THE BLACK ATHLETE (CONT.)
Having been the student body president of the University of Texas at El Paso (1967-68), I can truthfully say that the facts in Part 3 of The Black Athlete—A Shameful Story accurately reflect the situation on the campus. I am ashamed that my fellow students and I did not do something about what we knew to be true. But, because even the smallest effort was effectively beaten back by the administration, the athletic department and the town, the few concerned and aware students eventually became very cynical and resigned to the fact of our powerlessness. I apologize to the black brothers across the country for not having had the courage-beyond being called a "nigger lover"—to do what must be done. Maybe the students still at UTEP and everywhere else will now have the necessary courage to do their part in radically changing a biased, prejudiced and corrupt intercollegiate athletic system, not only for the black athlete but for everyone who is exploited by an athletic department.
JAMES L. PHELAN
Since I am a member of the faculty at UT at El Paso, this must come as a surprise, for the general feeling here is "Why pick on us?". However, I feel impelled to thank you for doing from the outside what cannot be effectively changed from the inside.
Since almost every "imported" black athlete has taken his basic speech course with me, I can testify to his feeling of loneliness "in an alien world." I have listened to them speak, but I must confess that even I did not really understand the depths of their un-happiness until I read your article.
Much as I enjoy being a spectator at all sports, I cannot help but feel that there is a great deal wrong with a system that exploits athletes—both black and white. I hope that SI will continue to point out the weaknesses of our system, and the injustices suffered by those who participate.
Thank you for helping us to see ourselves as we are—not as we say we are.
JEAN H. MICULKA
Jack Olsen has presented a very interesting series. But he becomes so carried away with building a case against the UTEP officials that he resorts to overexaggeration and, in so doing, presents one paradox after another.
On one hand he seems to be criticizing everything about UTEP except its sensational colored athletes. On the other hand it was pointed out that UTEP "was the first institution in Texas that had a colored athlete," and that this near-miracle was accomplished without catastrophic consequences and by coaches who are "mostly Southern types" and by an athletic director who confesses, "I was born in the South."
The colored athletes "were suckered into coming here" is the theme of much of this installment, but Olsen winds up by saying the nine colored track stars who had their scholarships removed plan to return to UTEP next fall with or without scholarships. This would be mighty strange action by a group which, according to Olsen, "almost unanimously" regards UTEP as a ghetto.
In another example of Olsen's overstatements, he says emphatically, "If the Negro refuses to confine his dating to the handful of black women in El Paso, he might find himself on the next train out of town." The paradox here is that Olsen goes on to cite case after case where colored athletes have dated white girls in El Paso without being put on the next train. I also doubt that Olsen convinced many readers that "only a handful" of the 10,000 or so colored people in metropolitan El Paso are women.

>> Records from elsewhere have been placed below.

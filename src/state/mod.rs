pub mod game;
pub mod rules;
pub mod state_machine;
pub mod votes;

use std::{future::Future, sync::Arc, time::Duration};

use dashmap::DashMap;
use tokio::sync::{RwLock, watch};
use tokio::time::timeout;
use tracing::warn;
use uuid::Uuid;

use crate::{
    dao::{
        session_store::SessionRepository,
        storage::{StorageError, StorageResult},
    },
    error::ServiceError,
};

use self::{rules::GameRules, state_machine::GameStateMachine, votes::VoteLedger};

pub type SharedState = Arc<AppState>;
pub const DEFAULT_STORAGE_TIMEOUT: Duration = Duration::from_secs(5);

/// Central application state: the session repository, the vote ledger and
/// the per-session gates serializing actions on a game.
pub struct AppState {
    session_store: RwLock<Option<Arc<dyn SessionRepository>>>,
    votes: VoteLedger,
    rules: GameRules,
    session_gates: DashMap<Uuid, Arc<RwLock<()>>>,
    degraded: watch::Sender<bool>,
    storage_timeout: Duration,
}

impl AppState {
    /// Construct a new [`AppState`] wrapped in an [`Arc`] so it can be cloned cheaply.
    ///
    /// The application starts in degraded mode until a storage backend is installed.
    pub fn new(rules: GameRules, storage_timeout: Duration) -> SharedState {
        let (degraded_tx, _rx) = watch::channel(true);
        Arc::new(Self {
            session_store: RwLock::new(None),
            votes: VoteLedger::new(),
            rules,
            session_gates: DashMap::new(),
            degraded: degraded_tx,
            storage_timeout,
        })
    }

    /// Construct a state with `store` already installed.
    pub fn with_session_store(
        store: Arc<dyn SessionRepository>,
        rules: GameRules,
        storage_timeout: Duration,
    ) -> SharedState {
        let (degraded_tx, _rx) = watch::channel(false);
        Arc::new(Self {
            session_store: RwLock::new(Some(store)),
            votes: VoteLedger::new(),
            rules,
            session_gates: DashMap::new(),
            degraded: degraded_tx,
            storage_timeout,
        })
    }

    /// Obtain a handle to the current session store, if one is installed.
    pub async fn session_store(&self) -> Option<Arc<dyn SessionRepository>> {
        let guard = self.session_store.read().await;
        guard.as_ref().cloned()
    }

    /// Session store handle or [`ServiceError::Degraded`] when none is installed.
    pub async fn require_session_store(&self) -> Result<Arc<dyn SessionRepository>, ServiceError> {
        self.session_store().await.ok_or(ServiceError::Degraded)
    }

    /// Install a new session store implementation and leave degraded mode.
    pub async fn install_session_store(&self, store: Arc<dyn SessionRepository>) {
        {
            let mut guard = self.session_store.write().await;
            *guard = Some(store);
        }
        self.update_degraded(false);
    }

    /// Remove the current session store and enter degraded mode.
    pub async fn clear_session_store(&self) {
        {
            let mut guard = self.session_store.write().await;
            guard.take();
        }
        self.update_degraded(true);
    }

    /// Current degraded flag.
    pub fn is_degraded(&self) -> bool {
        *self.degraded.borrow()
    }

    /// Subscribe to degraded mode updates.
    pub fn degraded_watcher(&self) -> watch::Receiver<bool> {
        self.degraded.subscribe()
    }

    /// Update and broadcast the degraded flag when the value changes.
    pub fn update_degraded(&self, value: bool) {
        self.degraded.send_if_modified(|current| {
            if *current == value {
                return false;
            }
            *current = value;
            true
        });
    }

    pub fn votes(&self) -> &VoteLedger {
        &self.votes
    }

    pub fn rules(&self) -> &GameRules {
        &self.rules
    }

    pub fn state_machine(&self) -> GameStateMachine<'_> {
        GameStateMachine::new(&self.rules)
    }

    /// Run `work` while holding the exclusive gate of session `id`.
    ///
    /// Every action that may change a session or its ballots goes through
    /// here, so two actions on the same game never interleave.
    pub async fn with_session_write<F, Fut, T>(&self, id: Uuid, work: F) -> Result<T, ServiceError>
    where
        F: FnOnce() -> Fut,
        Fut: Future<Output = Result<T, ServiceError>>,
    {
        let gate = self.session_gate(id);
        let outcome = {
            let _guard = gate.write().await;
            work().await
        };
        drop(gate);
        self.release_session_gate(id);
        outcome
    }

    /// Run `work` while holding the shared gate of session `id`.
    pub async fn with_session_read<F, Fut, T>(&self, id: Uuid, work: F) -> Result<T, ServiceError>
    where
        F: FnOnce() -> Fut,
        Fut: Future<Output = Result<T, ServiceError>>,
    {
        let gate = self.session_gate(id);
        let outcome = {
            let _guard = gate.read().await;
            work().await
        };
        drop(gate);
        self.release_session_gate(id);
        outcome
    }

    /// Await a repository call, bounded by the configured storage timeout.
    pub async fn storage_call<T, Fut>(
        &self,
        operation: &'static str,
        call: Fut,
    ) -> Result<T, ServiceError>
    where
        Fut: Future<Output = StorageResult<T>>,
    {
        match timeout(self.storage_timeout, call).await {
            Ok(Ok(value)) => Ok(value),
            Ok(Err(err)) => {
                warn!(operation, error = %err, "storage operation failed");
                Err(ServiceError::Storage(err))
            }
            Err(_) => {
                warn!(
                    operation,
                    timeout_ms = self.storage_timeout.as_millis() as u64,
                    "storage operation timed out"
                );
                Err(ServiceError::Storage(StorageError::timeout(
                    operation,
                    self.storage_timeout,
                )))
            }
        }
    }

    #[cfg(test)]
    pub(crate) fn active_session_gates(&self) -> usize {
        self.session_gates.len()
    }

    fn session_gate(&self, id: Uuid) -> Arc<RwLock<()>> {
        self.session_gates.entry(id).or_default().clone()
    }

    /// Drop the gate once no other task holds a handle to it.
    fn release_session_gate(&self, id: Uuid) {
        self.session_gates
            .remove_if(&id, |_, gate| Arc::strong_count(gate) == 1);
    }
}
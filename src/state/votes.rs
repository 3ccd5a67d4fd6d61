//! Per-game, per-round vote tallies with at-most-once recording.

use std::collections::HashSet;

use dashmap::DashMap;
use uuid::Uuid;

use crate::state::game::PlayerId;

/// Which ballot a vote belongs to.
#[derive(Debug, Clone, Copy, PartialEq, Eq, Hash)]
pub enum RoundKind {
    /// Whole table approves or rejects the nominated team.
    Team,
    /// Mission team members decide whether the mission succeeds.
    Mission,
}

#[derive(Debug, Clone, Copy, PartialEq, Eq)]
pub enum Vote {
    Positive,
    Negative,
}

/// Result of casting a vote.
#[derive(Debug, Clone, Copy, PartialEq, Eq)]
pub enum VoteOutcome {
    /// First vote of this player in the round; the tally changed.
    Recorded,
    /// Player had already voted; nothing changed.
    Duplicate,
}

/// Read-only copy of a round.
#[derive(Debug, Clone, Default, PartialEq, Eq)]
pub struct VoteCounts {
    pub positive: u32,
    pub negative: u32,
    pub voters: HashSet<PlayerId>,
}

impl VoteCounts {
    /// Net tally: positive minus negative votes.
    pub fn tally(&self) -> i32 {
        self.positive as i32 - self.negative as i32
    }

    pub fn voted_count(&self) -> usize {
        self.voters.len()
    }
}

/// Ledger change requested by a state transition, applied once the new
/// session snapshot has been persisted.
#[derive(Debug, Clone, Copy, PartialEq, Eq)]
pub enum LedgerEffect {
    None,
    /// Open a fresh round of the given kind.
    Reset(RoundKind),
    /// Drop every round of the game.
    Clear,
}

#[derive(Debug, Default)]
struct Round {
    positive: u32,
    negative: u32,
    voters: HashSet<PlayerId>,
}

/// Vote storage shared by every session handled by the process.
#[derive(Debug, Default)]
pub struct VoteLedger {
    rounds: DashMap<(Uuid, RoundKind), Round>,
}

impl VoteLedger {
    pub fn new() -> Self {
        Self::default()
    }

    /// Record `player`'s vote unless they already voted this round.
    ///
    /// The duplicate check and the tally update happen under the same entry
    /// lock, so concurrent voters never lose or double-count a ballot.
    pub fn cast_vote(&self, game: Uuid, kind: RoundKind, player: &str, vote: Vote) -> VoteOutcome {
        let mut round = self.rounds.entry((game, kind)).or_default();
        if !round.voters.insert(player.to_owned()) {
            return VoteOutcome::Duplicate;
        }
        match vote {
            Vote::Positive => round.positive += 1,
            Vote::Negative => round.negative += 1,
        }
        VoteOutcome::Recorded
    }

    pub fn tally(&self, game: Uuid, kind: RoundKind) -> i32 {
        self.counts(game, kind).tally()
    }

    pub fn voted_count(&self, game: Uuid, kind: RoundKind) -> usize {
        self.rounds
            .get(&(game, kind))
            .map_or(0, |round| round.voters.len())
    }

    /// Snapshot of a round; empty when no vote was cast yet.
    pub fn counts(&self, game: Uuid, kind: RoundKind) -> VoteCounts {
        self.rounds
            .get(&(game, kind))
            .map(|round| VoteCounts {
                positive: round.positive,
                negative: round.negative,
                voters: round.voters.clone(),
            })
            .unwrap_or_default()
    }

    /// Start a fresh round, discarding any previous ballots.
    pub fn reset(&self, game: Uuid, kind: RoundKind) {
        self.rounds.insert((game, kind), Round::default());
    }

    /// Forget every round of a game.
    pub fn clear(&self, game: Uuid) {
        self.rounds.remove(&(game, RoundKind::Team));
        self.rounds.remove(&(game, RoundKind::Mission));
    }

    /// Games that currently hold at least one round.
    pub fn games(&self) -> Vec<Uuid> {
        let mut games: Vec<_> = self.rounds.iter().map(|entry| entry.key().0).collect();
        games.sort_unstable();
        games.dedup();
        games
    }

    pub fn apply(&self, game: Uuid, effect: LedgerEffect) {
        match effect {
            LedgerEffect::None => {}
            LedgerEffect::Reset(kind) => self.reset(game, kind),
            LedgerEffect::Clear => self.clear(game),
        }
    }
}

I believe, as do many people here in the South, that UTEP officials have seriously tried to advance that day when Southwestern society fully accepts colored athletes. Maybe their mistake (if they made one) was in pushing too hard too fast for that day. In spite of what Olsen and some of the colored athletes say about the UTEP officials, I admire them for having this dream, and for trying the best that they knew how—right or wrong—to attain that dream.